Mustafa Kemal Atatürk ve Cumhuriyet kadrolarının Diyanet İşleri Başkanlığı ve Genelkurmay Başkanlığını kurma gerekçeleri aynıydı: siyasetin dışına çıkarmak. İkisi de aynı gün, 3 Mart 1924’te kuruldu, yani Hilafetin “ilga edildiği” gün.
Atatürk’ün bu adım ardından askerlerin de TBMM üyeliği ile üniformaları arasında bir tercih yapmasını istemesi boşuna değildir.
Üçüncü Cumhurbaşkanı Celal Bayar, 27 Mayıs 1960 darbesiyle devrildikten yıllar sonra 27 Mayıs’ı Atatürk tarafından siyasetten çıkarılan asker ve ulamanın (artık medrese değil üniversite sıfatındadır) siyasete geri dönmek hamlesi olarak yorumlamıştır.
Asker siyasete darbeler yoluyla girmek, dahası yönetmek hamlesini yaptı, hükümetler devrildi, siyaset böyle yozlaştı. Son örneği olan 15 Temmuz 2016 kalkışması ilginçti çünkü bu defa asker içinde devletin dini kurallara göre yönetilmesini vaz eden siyasi İslamcı Fethullah Gülen örgütü işin içindeydi.

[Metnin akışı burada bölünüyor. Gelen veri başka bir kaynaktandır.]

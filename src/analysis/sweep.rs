//! 1-D coupling sweep at fixed μ.
//!
//! For each ε on the grid: build a fresh engine with a per-point seed,
//! initialize, burn in, then measure dispersion and escape activity over the
//! measurement window. Each grid point is an independent, exclusively owned
//! system, so callers may shard the grid across threads if they wish.

use ndarray::Array1;

use crate::boundaries::{escape_boundaries, sync_boundaries};
use crate::engine::{Config, GloballyCoupledMaps, InitMode};
use crate::error::GcmError;
use crate::metrics::{dispersion, mean_dispersion};

/// Sweep parameters with conventional defaults.
#[derive(Debug, Clone, Copy, PartialEq)]
pub struct ScanParams {
    /// System size per grid point.
    pub n: usize,
    /// Transient steps discarded before measuring.
    pub t_burn: usize,
    /// Measurement steps.
    pub t_meas: usize,
    /// Initial-condition mode.
    pub init: InitMode,
    /// Base seed; grid point k uses `seed_base + k`. `None` draws from OS
    /// entropy and the sweep is no longer reproducible.
    pub seed_base: Option<u64>,
    /// Dispersion threshold below which a point counts as synchronized.
    pub tol_sync: f64,
}

impl Default for ScanParams {
    fn default() -> Self {
        Self {
            n: 256,
            t_burn: 2000,
            t_meas: 2000,
            init: InitMode::HalfHalf,
            seed_base: Some(12345),
            tol_sync: 1e-7,
        }
    }
}

/// Result of a 1-D ε sweep at fixed μ. All arrays are indexed by grid point.
#[derive(Debug, Clone)]
pub struct ScanResult {
    pub mu: f64,
    pub eps_grid: Array1<f64>,
    /// Time-averaged dispersion ⟨σ⟩ over the measurement window.
    pub sigma_mean: Array1<f64>,
    /// Fraction of measured steps in which at least one site escaped.
    pub escaped_frac: Array1<f64>,
    /// ⟨σ⟩ < tol_sync marker.
    pub is_synced: Array1<bool>,
    pub params: ScanParams,
}

/// Analytic boundary lines for overlaying on sweep results.
#[derive(Debug, Clone, Copy, PartialEq)]
pub struct TheoryBoundaries {
    pub mu: f64,
    /// (ε_inf, ε_sup) synchronization window.
    pub sync: (f64, f64),
    /// (ε_low, ε_high) escape reference lines.
    pub escape: (f64, f64),
}

/// Collect the analytic boundaries of interest for a given μ.
pub fn theory_boundaries(mu: f64) -> Result<TheoryBoundaries, GcmError> {
    Ok(TheoryBoundaries {
        mu,
        sync: sync_boundaries(mu)?,
        escape: escape_boundaries(mu)?,
    })
}

/// Sweep ε and measure ⟨σ⟩, escape activity and synchronization at fixed μ.
pub fn scan_eps(mu: f64, eps_grid: &[f64], params: &ScanParams) -> Result<ScanResult, GcmError> {
    if params.t_meas == 0 {
        return Err(GcmError::ZeroSteps);
    }

    let k_total = eps_grid.len();
    let mut sigma_mean = Array1::zeros(k_total);
    let mut escaped_frac = Array1::zeros(k_total);
    let mut is_synced = Array1::from_elem(k_total, false);

    for (k, &eps) in eps_grid.iter().enumerate() {
        let seed = params.seed_base.map(|s| s + k as u64);
        let cfg = Config::new(params.n, eps, mu, seed)?;
        let mut sys = GloballyCoupledMaps::new(cfg);
        sys.init(params.init)?;

        if params.t_burn > 0 {
            sys.run(params.t_burn, 0, false)?;
        }

        let mut sigmas = Array1::zeros(params.t_meas);
        let mut escaped_steps = 0usize;
        for t in 0..params.t_meas {
            sys.step()?;
            sigmas[t] = dispersion(sys.state().view());
            if sys
                .last_escaped_mask()
                .is_some_and(|m| m.iter().any(|&e| e))
            {
                escaped_steps += 1;
            }
        }

        sigma_mean[k] = mean_dispersion(sigmas.view());
        escaped_frac[k] = escaped_steps as f64 / params.t_meas as f64;
        is_synced[k] = sigma_mean[k] < params.tol_sync;
    }

    Ok(ScanResult {
        mu,
        eps_grid: Array1::from_vec(eps_grid.to_vec()),
        sigma_mean,
        escaped_frac,
        is_synced,
        params: *params,
    })
}
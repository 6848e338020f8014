//! Local Map: Piecewise-Odd Bistable Map and Analytic Utilities
//!
//! Defines the per-site map f(x; μ), its chaotic attractor intervals I₋/I₊
//! in the bistable regime, and the local Lyapunov exponent.

mod bistable;

pub use bistable::{
    bistable_intervals, bistable_map, bistable_map_into, lyapunov_local, validate_mu, Interval,
};
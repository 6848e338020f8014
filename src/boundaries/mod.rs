//! Analytic Boundaries: Closed-Form Thresholds in Coupling Space
//!
//! Synchronization and escape thresholds in ε derived from linearizing the
//! globally coupled update around the synchronized state.

mod analytic;

pub use analytic::{escape_boundaries, sync_boundaries};
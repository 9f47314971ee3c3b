// HTTP front end for the retriever
// One JSON endpoint answering questions plus a health probe


use axum::Json;
use axum::Router;
use axum::extract::rejection::JsonRejection;
use axum::extract::{DefaultBodyLimit, State};
use axum::http::StatusCode;
use axum::routing::{get, post};
use serde::{Deserialize, Serialize};
use std::sync::Arc;
use tokio::net::TcpListener;
use tower_http::trace::TraceLayer;
use tracing::{error, info, warn};

use crate::retrieval::{Answer, Query, Retriever};
use crate::{QaError, Result};

#[derive(Clone)]
pub struct AppState {
    retriever: Arc<Retriever>,
}

#[derive(Debug, Clone, PartialEq, Eq, Serialize, Deserialize)]
pub struct ErrorBody {
    pub message: String,
}

#[derive(Debug, Clone, PartialEq, Eq, Serialize, Deserialize)]
pub struct HealthBody {
    pub status: String,
    pub documents: usize,
    pub dimension: usize,
}

type ApiError = (StatusCode, Json<ErrorBody>);

/// Build the application router around a shared retriever
#[inline]
pub fn router(retriever: Arc<Retriever>, max_body_bytes: usize) -> Router {
    let state = AppState { retriever };

    Router::new()
        .route("/api/", post(answer_handler))
        .route("/api", post(answer_handler))
        .route("/healthz", get(healthz))
        .layer(DefaultBodyLimit::max(max_body_bytes))
        .layer(TraceLayer::new_for_http())
        .with_state(state)
}

/// Serve `app` on `listener` until Ctrl-C
#[inline]
pub async fn serve(listener: TcpListener, app: Router) -> Result<()> {
    let addr = listener
        .local_addr()
        .map_err(|e| QaError::Server(format!("listener has no local address: {}", e)))?;
    info!("Retriever listening on http://{}", addr);

    axum::serve(listener, app)
        .with_graceful_shutdown(shutdown_signal())
        .await
        .map_err(|e| QaError::Server(format!("server error: {}", e)))?;

    info!("Retriever shut down");
    Ok(())
}

async fn shutdown_signal() {
    if let Err(e) = tokio::signal::ctrl_c().await {
        warn!("Failed to listen for Ctrl-C: {}", e);
        std::future::pending::<()>().await;
    }
    info!("Shutdown requested");
}

async fn healthz(State(state): State<AppState>) -> Json<HealthBody> {
    let index = state.retriever.index();
    Json(HealthBody {
        status: "ok".to_string(),
        documents: index.len(),
        dimension: index.dimension(),
    })
}

async fn answer_handler(
    State(state): State<AppState>,
    payload: std::result::Result<Json<Query>, JsonRejection>,
) -> std::result::Result<Json<Answer>, ApiError> {
    let Json(query) = payload.map_err(|rejection| {
        warn!("Rejected request body: {}", rejection.body_text());
        (
            rejection.status(),
            Json(ErrorBody {
                message: rejection.body_text(),
            }),
        )
    })?;

    let retriever = Arc::clone(&state.retriever);
    let answer = tokio::task::spawn_blocking(move || retriever.answer(&query))
        .await
        .map_err(|e| internal_error(format!("retrieval task failed: {}", e)))?
        .map_err(|e| internal_error(e.to_string()))?;

    Ok(Json(answer))
}

fn internal_error(message: String) -> ApiError {
    error!("{}", message);
    (
        StatusCode::INTERNAL_SERVER_ERROR,
        Json(ErrorBody { message }),
    )
}
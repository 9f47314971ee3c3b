
use anyhow::{Context, Result};
use base64::Engine;
use base64::engine::general_purpose::STANDARD;
use tracing::{debug, warn};

pub const IMAGE_PLACEHOLDER: &str = "[image detected: OCR not implemented yet]";

/// Pulls text out of an attached image.
///
/// Implementations receive decoded image bytes; base64 handling and failure
/// placeholders live in [`describe_image`].
pub trait TextExtractor: Send + Sync {
    fn extract(&self, image: &[u8]) -> Result<String>;
}

/// Confirms the payload is a readable image and answers with a fixed marker instead of OCR output
#[derive(Debug, Clone, Copy, Default)]
pub struct PlaceholderExtractor;

impl TextExtractor for PlaceholderExtractor {
    #[inline]
    fn extract(&self, image: &[u8]) -> Result<String> {
        let decoded = image::load_from_memory(image).context("unrecognized image data")?;
        debug!(
            "Decoded {}x{} image attachment",
            decoded.width(),
            decoded.height()
        );
        Ok(IMAGE_PLACEHOLDER.to_string())
    }
}

/// Text standing in for an attached base64 image. Never fails: problems become a
/// `[image decode error: ...]` marker.
#[inline]
pub fn describe_image(extractor: &dyn TextExtractor, payload: &str) -> String {
    let result = decode_base64(payload).and_then(|bytes| extractor.extract(&bytes));
    match result {
        Ok(text) => text,
        Err(e) => {
            warn!("Could not read attached image: {:#}", e);
            format!("[image decode error: {:#}]", e)
        }
    }
}

/// Decode standard base64, accepting an optional `data:<mime>;base64,` prefix and
/// embedded whitespace
fn decode_base64(payload: &str) -> Result<Vec<u8>> {
    let trimmed = payload.trim();
    let encoded = match trimmed.split_once(";base64,") {
        Some((prefix, rest)) if prefix.starts_with("data:") => rest,
        _ => trimmed,
    };
    let compact: String = encoded.chars().filter(|c| !c.is_whitespace()).collect();

    STANDARD
        .decode(compact.as_bytes())
        .context("invalid base64 payload")
}
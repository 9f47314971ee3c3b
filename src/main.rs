use clap::{Parser, Subcommand};
use discourse_qa::commands::{CollectOptions, ServeOptions, run_collect, serve_retriever};
use discourse_qa::config::{Config, get_config_dir, run_interactive_config, show_config};
use discourse_qa::{QaError, Result};
use std::path::PathBuf;

#[derive(Parser)]
#[command(name = "discourse-qa")]
#[command(about = "Collects Discourse topics and answers questions from a pre-built embedding index")]
#[command(version)]
struct Cli {
    /// Directory holding config.toml (defaults to the platform config directory)
    #[arg(long, global = true)]
    config_dir: Option<PathBuf>,

    #[command(subcommand)]
    command: Commands,
}

#[derive(Subcommand)]
enum Commands {
    /// Configure Ollama connection and retriever settings
    Config {
        /// Show current configuration
        #[arg(long)]
        show: bool,
    },
    /// Collect every topic from a Discourse category into a JSON file
    Collect {
        /// Category listing URL to collect from
        #[arg(long)]
        listing_url: Option<String>,
        /// File to write the collected topics to
        #[arg(long)]
        output: Option<PathBuf>,
        /// Fetch pages over plain HTTP instead of rendering them in Chrome
        #[arg(long)]
        no_browser: bool,
    },
    /// Start the HTTP retriever service
    Serve {
        /// Address to listen on (host:port)
        #[arg(long)]
        bind: Option<String>,
        /// Vector index file
        #[arg(long)]
        index: Option<PathBuf>,
        /// Metadata file parallel to the index
        #[arg(long)]
        metadata: Option<PathBuf>,
    },
}

#[tokio::main]
async fn main() -> Result<()> {
    tracing_subscriber::fmt()
        .with_env_filter(tracing_subscriber::EnvFilter::from_default_env())
        .init();

    let cli = Cli::parse();

    let config_dir = match cli.config_dir {
        Some(dir) => dir,
        None => get_config_dir()?,
    };

    match cli.command {
        Commands::Config { show } => {
            if show {
                show_config(&Config::load(&config_dir)?)?;
            } else {
                run_interactive_config(&config_dir)?;
            }
        }
        Commands::Collect {
            listing_url,
            output,
            no_browser,
        } => {
            let config = Config::load(&config_dir)?;
            let options = CollectOptions {
                listing_url,
                output,
                no_browser,
            };
            run_collect(&config, options)
                .await
                .map_err(|e| QaError::Collector(format!("{:#}", e)))?;
        }
        Commands::Serve {
            bind,
            index,
            metadata,
        } => {
            let config = Config::load(&config_dir)?;
            let options = ServeOptions {
                bind,
                index,
                metadata,
            };
            serve_retriever(&config, options).await?;
        }
    }

    Ok(())
}

#[cfg(test)]
mod tests {
    use super::*;
    use clap::error::ErrorKind;

    #[test]
    fn collect_command_defaults() {
        let cli = Cli::try_parse_from(["discourse-qa", "collect"]).expect("collect should parse");

        if let Commands::Collect {
            listing_url,
            output,
            no_browser,
        } = cli.command
        {
            assert_eq!(listing_url, None);
            assert_eq!(output, None);
            assert!(!no_browser);
        } else {
            panic!("expected collect command");
        }
        assert_eq!(cli.config_dir, None);
    }

    #[test]
    fn collect_command_with_overrides() {
        let cli = Cli::try_parse_from([
            "discourse-qa",
            "collect",
            "--listing-url",
            "https://discourse.example.com/c/kb/1",
            "--output",
            "topics.json",
            "--no-browser",
        ])
        .expect("collect should parse");

        if let Commands::Collect {
            listing_url,
            output,
            no_browser,
        } = cli.command
        {
            assert_eq!(
                listing_url.as_deref(),
                Some("https://discourse.example.com/c/kb/1")
            );
            assert_eq!(output, Some(PathBuf::from("topics.json")));
            assert!(no_browser);
        } else {
            panic!("expected collect command");
        }
    }

    #[test]
    fn serve_command_with_paths() {
        let cli = Cli::try_parse_from([
            "discourse-qa",
            "serve",
            "--bind",
            "0.0.0.0:9000",
            "--index",
            "idx.json",
            "--metadata",
            "meta.json",
        ])
        .expect("serve should parse");

        if let Commands::Serve {
            bind,
            index,
            metadata,
        } = cli.command
        {
            assert_eq!(bind.as_deref(), Some("0.0.0.0:9000"));
            assert_eq!(index, Some(PathBuf::from("idx.json")));
            assert_eq!(metadata, Some(PathBuf::from("meta.json")));
        } else {
            panic!("expected serve command");
        }
    }

    #[test]
    fn config_dir_is_global() {
        let cli = Cli::try_parse_from(["discourse-qa", "serve", "--config-dir", "/tmp/qa"])
            .expect("global flag should parse after subcommand");
        assert_eq!(cli.config_dir, Some(PathBuf::from("/tmp/qa")));
    }

    #[test]
    fn config_show_flag() {
        let cli = Cli::try_parse_from(["discourse-qa", "config", "--show"])
            .expect("config should parse");
        assert!(matches!(cli.command, Commands::Config { show: true }));
    }

    #[test]
    fn invalid_command() {
        let err = Cli::try_parse_from(["discourse-qa", "index"])
            .err()
            .expect("unknown subcommand should fail");
        assert_eq!(err.kind(), ErrorKind::InvalidSubcommand);
    }

    #[test]
    fn help_message() {
        let err = Cli::try_parse_from(["discourse-qa", "--help"])
            .err()
            .expect("help should short-circuit");
        assert_eq!(err.kind(), ErrorKind::DisplayHelp);
    }
}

Şimdi görüyoruz ki, Erbaş’ın hamleleriyle Diyanet siyasette, yargı ve ticarete hükmü geçsin istiyor.
Şimdi iktidara ortak istemediği için Başbakanlık makamına dahi tahammül edemeyip kaldıran Cumhurbaşkanı Erdoğan’a soralım: Diyanet İşleri Başkanının siyasete gözünü dikmesi fazla olmuyor mu?